MLX inference backend for Chronos-2 on Apple Silicon
Project description
chronos2-mlx
MLX inference backend for Chronos-2 on Apple Silicon.
Runs amazon/chronos-2 natively on M-series chips using MLX — no PyTorch dependency for inference. Supports fp32, bf16, int8, and int4 weight-only quantization, LoRA fine-tuning, QLoRA, and the full Chronos-2 feature set including group attention and future covariates.
Requirements
- macOS on Apple Silicon (M1 or later)
- Python ≥ 3.10
- MLX ≥ 0.31
Install
pip install chronos2-mlx
Quickstart
import numpy as np
import mlx.core as mx
from chronos2_mlx import Chronos2MLXPipeline
pipe = Chronos2MLXPipeline.from_pretrained("amazon/chronos-2")
# Context window — shape [batch, time]
context = mx.array(np.random.standard_normal((1, 512)).astype(np.float32))
# Returns [batch, num_quantiles, horizon]
quantiles = pipe.predict(context, prediction_length=24)
mx.eval(quantiles)
# Quantile levels: 0.1, 0.2, ..., 0.9 plus finer tails (21 total)
q_levels = np.array(pipe.model.quantiles.astype(mx.float32))

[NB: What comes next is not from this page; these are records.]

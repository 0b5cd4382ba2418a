//! services/api/src/web/components.rs
//!
//! Axum handlers for the component CRUD surface: paginated listing, detail
//! fetch (with its view-count side effect), create, partial update, delete.

use std::sync::Arc;

use axum::{
    extract::{Path, Query, State},
    http::StatusCode,
    Extension, Json,
};
use chrono::{DateTime, Utc};
use gallery_core::domain::{
    ComponentChanges, ComponentDetail, ComponentFilter, ComponentStatus, NewComponent, SortKey,
};
use gallery_core::ports::{ComponentStore, PortError};
use rand::seq::SliceRandom;
use serde::{Deserialize, Serialize};
use utoipa::{IntoParams, ToSchema};
use uuid::Uuid;

use crate::error::ApiError;
use crate::web::state::AppState;

/// Candidate batch size for random mode. The shuffle runs over at most this
/// many rows, so the cap must stay well above typical page sizes or the
/// sample skews toward the first fetched batch.
const RANDOM_CANDIDATE_CAP: i64 = 50;

const DEFAULT_PAGE_SIZE: i64 = 10;

//=========================================================================================
// Request / Response Types
//=========================================================================================

#[derive(Debug, Default, Deserialize, IntoParams)]
#[serde(rename_all = "camelCase")]
pub struct ListParams {
    /// Status filter; "ALL" disables it. Defaults to PUBLISHED.
    pub status: Option<String>,
    /// 1-based page number.
    pub page: Option<i64>,
    pub limit: Option<i64>,
    /// Case-insensitive substring over name or description.
    pub search: Option<String>,
    pub technology: Option<String>,
    pub tag: Option<String>,
    /// newest | oldest | popular | name.
    pub sort: Option<String>,
    /// Restrict to one owner's components (dashboard view).
    pub user_id: Option<Uuid>,
    /// Shuffle instead of sorting; returns `limit` items from an oversized
    /// candidate batch.
    pub random: Option<bool>,
}

#[derive(Debug, Serialize, ToSchema)]
#[serde(rename_all = "camelCase")]
pub struct UserSummary {
    pub id: Uuid,
    pub name: Option<String>,
    pub username: Option<String>,
    pub image: Option<String>,
}

#[derive(Debug, Serialize, ToSchema)]
pub struct NamedEntity {
    pub id: Uuid,
    pub name: String,
}

#[derive(Debug, Serialize, ToSchema)]
#[serde(rename_all = "camelCase")]
pub struct ComponentResponse {
    pub id: Uuid,
    pub name: String,
    pub description: Option<String>,
    pub code: String,
    pub preview_url: Option<String>,
    pub status: String,
    pub view_count: i32,
    pub user_id: Uuid,
    pub created_at: DateTime<Utc>,
    pub updated_at: DateTime<Utc>,
    pub published_at: Option<DateTime<Utc>>,
    pub user: UserSummary,
    pub technologies: Vec<NamedEntity>,
    pub tags: Vec<NamedEntity>,
    pub like_count: i64,
}

impl From<ComponentDetail> for ComponentResponse {
    fn from(detail: ComponentDetail) -> Self {
        let component = detail.component;
        Self {
            id: component.id,
            name: component.name,
            description: component.description,
            code: component.code,
            preview_url: component.preview_url,
            status: component.status.as_str().to_string(),
            view_count: component.view_count,
            user_id: component.user_id,
            created_at: component.created_at,
            updated_at: component.updated_at,
            published_at: component.published_at,
            user: UserSummary {
                id: detail.user.id,
                name: detail.user.name,
                username: detail.user.username,
                image: detail.user.image,
            },
            technologies: detail
                .technologies
                .into_iter()
                .map(|t| NamedEntity { id: t.id, name: t.name })
                .collect(),
            tags: detail
                .tags
                .into_iter()
                .map(|t| NamedEntity { id: t.id, name: t.name })
                .collect(),
            like_count: detail.like_count,
        }
    }
}

#[derive(Debug, Serialize, ToSchema)]
#[serde(rename_all = "camelCase")]
pub struct ComponentListResponse {
    pub components: Vec<ComponentResponse>,
    pub total_pages: i64,
    pub current_page: i64,
}

/// Detail responses wrap the component, matching the browse/edit pages.
#[derive(Debug, Serialize, ToSchema)]
pub struct ComponentEnvelope {
    pub component: ComponentResponse,
}

#[derive(Debug, Serialize, ToSchema)]
pub struct MessageResponse {
    pub message: String,
}

#[derive(Deserialize, ToSchema)]
#[serde(rename_all = "camelCase")]
pub struct CreateComponentRequest {
    pub name: String,
    pub description: Option<String>,
    pub code: String,
    pub preview_url: Option<String>,
    #[serde(default)]
    pub technologies: Vec<String>,
    #[serde(default)]
    pub tags: Vec<String>,
    pub status: Option<String>,
}

#[derive(Deserialize, ToSchema, Default)]
#[serde(rename_all = "camelCase")]
pub struct UpdateComponentRequest {
    pub name: Option<String>,
    pub description: Option<String>,
    pub code: Option<String>,
    pub preview_url: Option<String>,
    pub technologies: Option<Vec<String>>,
    pub tags: Option<Vec<String>>,
    pub status: Option<String>,
}

//=========================================================================================
// Shared Helpers
//=========================================================================================

fn parse_status(raw: &str) -> Result<ComponentStatus, ApiError> {
    raw.parse::<ComponentStatus>()
        .map_err(|e| ApiError::Port(PortError::Validation(e)))
}

/// Zero-indexed page arithmetic: page 1 starts at offset 0.
fn page_window(page: i64, limit: i64) -> i64 {
    (page - 1) * limit
}

fn total_pages(total: i64, limit: i64) -> i64 {
    (total + limit - 1) / limit
}

/// Resolves technology names to ids, creating missing ones.
async fn resolve_technology_ids(
    store: &dyn ComponentStore,
    names: &[String],
) -> Result<Vec<Uuid>, ApiError> {
    let mut ids = Vec::with_capacity(names.len());
    for name in names {
        ids.push(store.find_or_create_technology(name).await?.id);
    }
    Ok(ids)
}

async fn resolve_tag_ids(
    store: &dyn ComponentStore,
    names: &[String],
) -> Result<Vec<Uuid>, ApiError> {
    let mut ids = Vec::with_capacity(names.len());
    for name in names {
        ids.push(store.find_or_create_tag(name).await?.id);
    }
    Ok(ids)
}

/// Fetches the component's meta row and rejects non-owners. A missing id is
/// 404. An existing component owned by someone else is 403. The auth gate
/// has already run before this check.
async fn check_ownership(
    store: &dyn ComponentStore,
    id: Uuid,
    requester: Uuid,
    action: &str,
) -> Result<gallery_core::domain::ComponentMeta, ApiError> {
    let meta = store.get_component_meta(id).await?;
    if meta.user_id != requester {
        return Err(ApiError::Port(PortError::Forbidden(format!(
            "You do not have permission to {} this component",
            action
        ))));
    }
    Ok(meta)
}

//=========================================================================================
// Handlers
//=========================================================================================

/// List components with filtering, sorting, and pagination.
#[utoipa::path(
    get,
    path = "/components",
    params(ListParams),
    responses(
        (status = 200, description = "One page of components", body = ComponentListResponse),
        (status = 400, description = "Invalid filter value"),
        (status = 500, description = "Internal server error")
    )
)]
pub async fn list_components_handler(
    State(state): State<Arc<AppState>>,
    Query(params): Query<ListParams>,
) -> Result<Json<ComponentListResponse>, ApiError> {
    let page = params.page.unwrap_or(1).max(1);
    let limit = params.limit.unwrap_or(DEFAULT_PAGE_SIZE).max(1);
    let random = params.random.unwrap_or(false);

    let status = match params.status.as_deref() {
        None => Some(ComponentStatus::Published),
        Some("ALL") => None,
        Some(raw) => Some(parse_status(raw)?),
    };

    let filter = ComponentFilter {
        status,
        search: params.search.filter(|s| !s.is_empty()),
        technology: params.technology,
        tag: params.tag,
        user_id: params.user_id,
        sort: params.sort.as_deref().map(SortKey::parse).unwrap_or_default(),
        // Random mode oversamples from the start of the table and shuffles
        // in memory; approximate, but avoids a full-table shuffle.
        limit: if random { RANDOM_CANDIDATE_CAP } else { limit },
        offset: if random { 0 } else { page_window(page, limit) },
    };

    let mut details = state.store.list_components(&filter).await?;
    let total = state.store.count_components(&filter).await?;

    if random {
        details.shuffle(&mut rand::thread_rng());
        details.truncate(limit as usize);
    }

    Ok(Json(ComponentListResponse {
        components: details.into_iter().map(ComponentResponse::from).collect(),
        total_pages: total_pages(total, limit),
        current_page: page,
    }))
}

/// Fetch one component. Increments its view count as a side effect, for any
/// caller.
#[utoipa::path(
    get,
    path = "/components/{id}",
    params(("id" = Uuid, Path, description = "Component id")),
    responses(
        (status = 200, description = "The component", body = ComponentEnvelope),
        (status = 404, description = "No component with this id"),
        (status = 500, description = "Internal server error")
    )
)]
pub async fn get_component_handler(
    State(state): State<Arc<AppState>>,
    Path(id): Path<Uuid>,
) -> Result<Json<ComponentEnvelope>, ApiError> {
    let detail = state.store.get_component(id).await?;
    state.store.increment_view_count(id).await?;

    Ok(Json(ComponentEnvelope {
        component: detail.into(),
    }))
}

/// Create a component. Requires a session; name and code are mandatory.
#[utoipa::path(
    post,
    path = "/components",
    request_body = CreateComponentRequest,
    responses(
        (status = 201, description = "Component created", body = ComponentResponse),
        (status = 400, description = "Missing name or code"),
        (status = 401, description = "Not signed in"),
        (status = 500, description = "Internal server error")
    )
)]
pub async fn create_component_handler(
    State(state): State<Arc<AppState>>,
    Extension(user_id): Extension<Uuid>,
    Json(body): Json<CreateComponentRequest>,
) -> Result<(StatusCode, Json<ComponentResponse>), ApiError> {
    if body.name.trim().is_empty() || body.code.trim().is_empty() {
        return Err(ApiError::Port(PortError::Validation(
            "Component name and code are required".to_string(),
        )));
    }

    let status = match body.status.as_deref() {
        None => ComponentStatus::Draft,
        Some(raw) => parse_status(raw)?,
    };
    let published_at = (status == ComponentStatus::Published).then(Utc::now);

    let technology_ids = resolve_technology_ids(state.store.as_ref(), &body.technologies).await?;
    let tag_ids = resolve_tag_ids(state.store.as_ref(), &body.tags).await?;

    let detail = state
        .store
        .create_component(NewComponent {
            name: body.name,
            description: body.description,
            code: body.code,
            preview_url: body.preview_url,
            status,
            user_id,
            technology_ids,
            tag_ids,
            published_at,
        })
        .await?;

    Ok((StatusCode::CREATED, Json(detail.into())))
}

/// Partially update a component. Owner only; supplied fields change, the
/// rest stay. A supplied technologies/tags list replaces the whole link set.
#[utoipa::path(
    patch,
    path = "/components/{id}",
    params(("id" = Uuid, Path, description = "Component id")),
    request_body = UpdateComponentRequest,
    responses(
        (status = 200, description = "Updated component", body = ComponentEnvelope),
        (status = 401, description = "Not signed in"),
        (status = 403, description = "Not the owner"),
        (status = 404, description = "No component with this id"),
        (status = 500, description = "Internal server error")
    )
)]
pub async fn update_component_handler(
    State(state): State<Arc<AppState>>,
    Extension(user_id): Extension<Uuid>,
    Path(id): Path<Uuid>,
    Json(body): Json<UpdateComponentRequest>,
) -> Result<Json<ComponentEnvelope>, ApiError> {
    let meta = check_ownership(state.store.as_ref(), id, user_id, "edit").await?;

    let status = match body.status.as_deref() {
        None => None,
        Some(raw) => Some(parse_status(raw)?),
    };
    // The first transition into PUBLISHED stamps the timestamp. Once set it
    // is never written again.
    let published_at = match status {
        Some(ComponentStatus::Published) if meta.published_at.is_none() => Some(Utc::now()),
        _ => None,
    };

    let technology_ids = match &body.technologies {
        Some(names) if !names.is_empty() => {
            Some(resolve_technology_ids(state.store.as_ref(), names).await?)
        }
        _ => None,
    };
    let tag_ids = match &body.tags {
        Some(names) if !names.is_empty() => {
            Some(resolve_tag_ids(state.store.as_ref(), names).await?)
        }
        _ => None,
    };

    let detail = state
        .store
        .update_component(
            id,
            ComponentChanges {
                name: body.name.filter(|n| !n.is_empty()),
                description: body.description,
                code: body.code.filter(|c| !c.is_empty()),
                preview_url: body.preview_url,
                status,
                published_at,
                technology_ids,
                tag_ids,
            },
        )
        .await?;

    Ok(Json(ComponentEnvelope {
        component: detail.into(),
    }))
}

/// Delete a component. Owner only; likes and links cascade, shared
/// technologies and tags survive.
#[utoipa::path(
    delete,
    path = "/components/{id}",
    params(("id" = Uuid, Path, description = "Component id")),
    responses(
        (status = 200, description = "Deleted", body = MessageResponse),
        (status = 401, description = "Not signed in"),
        (status = 403, description = "Not the owner"),
        (status = 404, description = "No component with this id"),
        (status = 500, description = "Internal server error")
    )
)]
pub async fn delete_component_handler(
    State(state): State<Arc<AppState>>,
    Extension(user_id): Extension<Uuid>,
    Path(id): Path<Uuid>,
) -> Result<Json<MessageResponse>, ApiError> {
    check_ownership(state.store.as_ref(), id, user_id, "delete").await?;
    state.store.delete_component(id).await?;

    Ok(Json(MessageResponse {
        message: "Component deleted successfully".to_string(),
    }))
}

median = np.array(quantiles[0, np.argmin(np.abs(q_levels - 0.5))].astype(mx.float32))
DataFrame API
import pandas as pd
from chronos2_mlx import Chronos2MLXPipeline
pipe = Chronos2MLXPipeline.from_pretrained("amazon/chronos-2")
df = pd.DataFrame({
"item_id": ["A"] * 100 + ["B"] * 100,
"ds": pd.date_range("2023-01-01", periods=100).tolist() * 2,
"y": np.random.standard_normal(200).tolist(),
})
forecast_df = pipe.predict_df(df, prediction_length=24)
Features
- Exact parity with PyTorch Chronos-2 — verified layer-by-layer; max absolute error < 6e-6 in fp32
- bf16 inference — ~1.5× speedup, < 0.3% mean relative error vs fp32
- int8 / int4 quantization — weight-only, group-size 64; int8 MRE < 0.4%, int4 MRE ~6–7%
- Group attention — batch multiple related series together and the encoder shares cross-series information automatically
- LoRA fine-tuning — inject adapters onto any attention projection (
q,k,v,o), any subset of layers - QLoRA — LoRA on top of int4/int8 quantized base weights
- Adapter save/load/fuse — adapters stored as
.npz; fuse into base weights for zero-overhead serving - Head-only and full fine-tuning — in addition to LoRA
- Future covariates — pass known-future features for conditional forecasting
- Embeddings —
embed()andembed_df()extract contextual time-series representations mx.compilecompatible — wrappipe.predictfor additional throughput
Precision and quantization
| Mode | MRE vs fp32 | Memory (120M model) |
|---|---|---|
| fp32 | baseline | ~480 MB |
| bf16 | < 0.3% | ~240 MB |
| int8, gs=64 | < 0.5% | ~120 MB |
| int4, gs=64 | ~6–7% | ~60 MB |
from chronos2_mlx import Chronos2MLXPipeline, quantize_model, param_footprint
# bf16
pipe = Chronos2MLXPipeline.from_pretrained("amazon/chronos-2", dtype=mx.bfloat16)
# int8
pipe = Chronos2MLXPipeline.from_pretrained("amazon/chronos-2")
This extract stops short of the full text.